* _The task_: In the entries below, find the lines that include "println" and give their number as the whole reply.
───── Supplied records
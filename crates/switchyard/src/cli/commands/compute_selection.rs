//! Compute-selection command

use std::path::{Path, PathBuf};

use clap::Args;
use tracing::{info, warn};

use switchyard_core::config::load_config_or_default;
use switchyard_git::GitRepo;
use switchyard_select::{compute_selection, write_selection, Selection, Trigger};

use crate::cli::{output, Cli, OutputFormat};

/// Compute the set of tests worth running for a change
#[derive(Debug, Args)]
pub struct ComputeSelectionCommand {
    /// Repository to inspect
    #[arg(long, default_value = ".")]
    pub repo: PathBuf,

    /// Pull request base commit (requires --head-sha)
    #[arg(long, requires = "head_sha", env = "SWITCHYARD_BASE_SHA")]
    pub base_sha: Option<String>,

    /// Pull request head commit (requires --base-sha)
    #[arg(long, requires = "base_sha", env = "SWITCHYARD_HEAD_SHA")]
    pub head_sha: Option<String>,

    /// Where to write the selection artifact
    #[arg(long, short, default_value = ".switchyard/selection.txt")]
    pub out: PathBuf,
}

impl ComputeSelectionCommand {
    /// Execute the compute-selection command
    pub fn execute(&self, cli: &Cli) -> anyhow::Result<()> {
        info!(repo = %self.repo.display(), out = %self.out.display(), "executing compute-selection command");
        let (config, _) = load_config_or_default(&config_root(&self.repo));

        let selection = compute_selection(&self.repo, &config.selection, &self.trigger());
        write_selection(&self.out, &selection)?;

        self.output_selection(&selection, cli)
    }

    /// Decide the trigger kind from the commit pair.
    ///
    /// CI systems export the variables on every build, so blank values
    /// mean a push rather than a malformed pull request.
    fn trigger(&self) -> Trigger {
        let base_sha = self.base_sha.as_deref().map(str::trim).filter(|s| !s.is_empty());
        let head_sha = self.head_sha.as_deref().map(str::trim).filter(|s| !s.is_empty());

        match (base_sha, head_sha) {
            (Some(base), Some(head)) => Trigger::PullRequest {
                base_sha: base.to_string(),
                head_sha: head.to_string(),
            },
            (None, None) => Trigger::Push,
            _ => {
                warn!("only one of base and head provided, treating the run as a push");
                Trigger::Push
            }
        }
    }

    fn output_selection(&self, selection: &Selection, cli: &Cli) -> anyhow::Result<()> {
        match cli.format {
            OutputFormat::Json => {
                let output = match selection {
                    Selection::Subset(tests) => serde_json::json!({
                        "mode": "subset",
                        "count": tests.len(),
                        "out": self.out,
                    }),
                    Selection::FullSuite(reason) => serde_json::json!({
                        "mode": "full_suite",
                        "reason": reason.to_string(),
                        "out": self.out,
                    }),
                };
                println!("{}", serde_json::to_string_pretty(&output)?);
            }
            OutputFormat::Text => {
                if !cli.quiet {
                    match selection {
                        Selection::Subset(tests) => {
                            output::success(&format!("selected {} test files", tests.len()));
                            if cli.verbose {
                                for test in tests {
                                    println!("  {}", test);
                                }
                            }
                        }
                        Selection::FullSuite(reason) => {
                            output::warning(&format!("running the full suite: {}", reason));
                        }
                    }
                    output::info(&format!("selection written to {}", self.out.display()));
                }
            }
        }
        Ok(())
    }
}

/// Configuration lives at the work tree root, not the invocation path
fn config_root(path: &Path) -> PathBuf {
    match GitRepo::discover(path) {
        Ok(repo) => repo.workdir().unwrap_or_else(|| repo.path()).to_path_buf(),
        Err(_) => path.to_path_buf(),
    }
}

#[cfg(test)]
mod tests {
    use super::*;

    fn command(base_sha: Option<&str>, head_sha: Option<&str>) -> ComputeSelectionCommand {
        ComputeSelectionCommand {
            repo: PathBuf::from("."),
            base_sha: base_sha.map(String::from),
            head_sha: head_sha.map(String::from),
            out: PathBuf::from("selection.txt"),
        }
    }

    #[test]
    fn test_trigger_push_without_commit_pair() {
        assert!(matches!(command(None, None).trigger(), Trigger::Push));
    }

    #[test]
    fn test_trigger_pull_request_with_commit_pair() {
        let trigger = command(Some("abc123"), Some("def456")).trigger();
        match trigger {
            Trigger::PullRequest { base_sha, head_sha } => {
                assert_eq!(base_sha, "abc123");
                assert_eq!(head_sha, "def456");
            }
            Trigger::Push => panic!("expected a pull request trigger"),
        }
    }

    #[test]
    fn test_trigger_treats_blank_shas_as_push() {
        assert!(matches!(command(Some(""), Some("")).trigger(), Trigger::Push));
        assert!(matches!(command(Some("  "), None).trigger(), Trigger::Push));
    }
}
──────────
* _Response to this task_: 2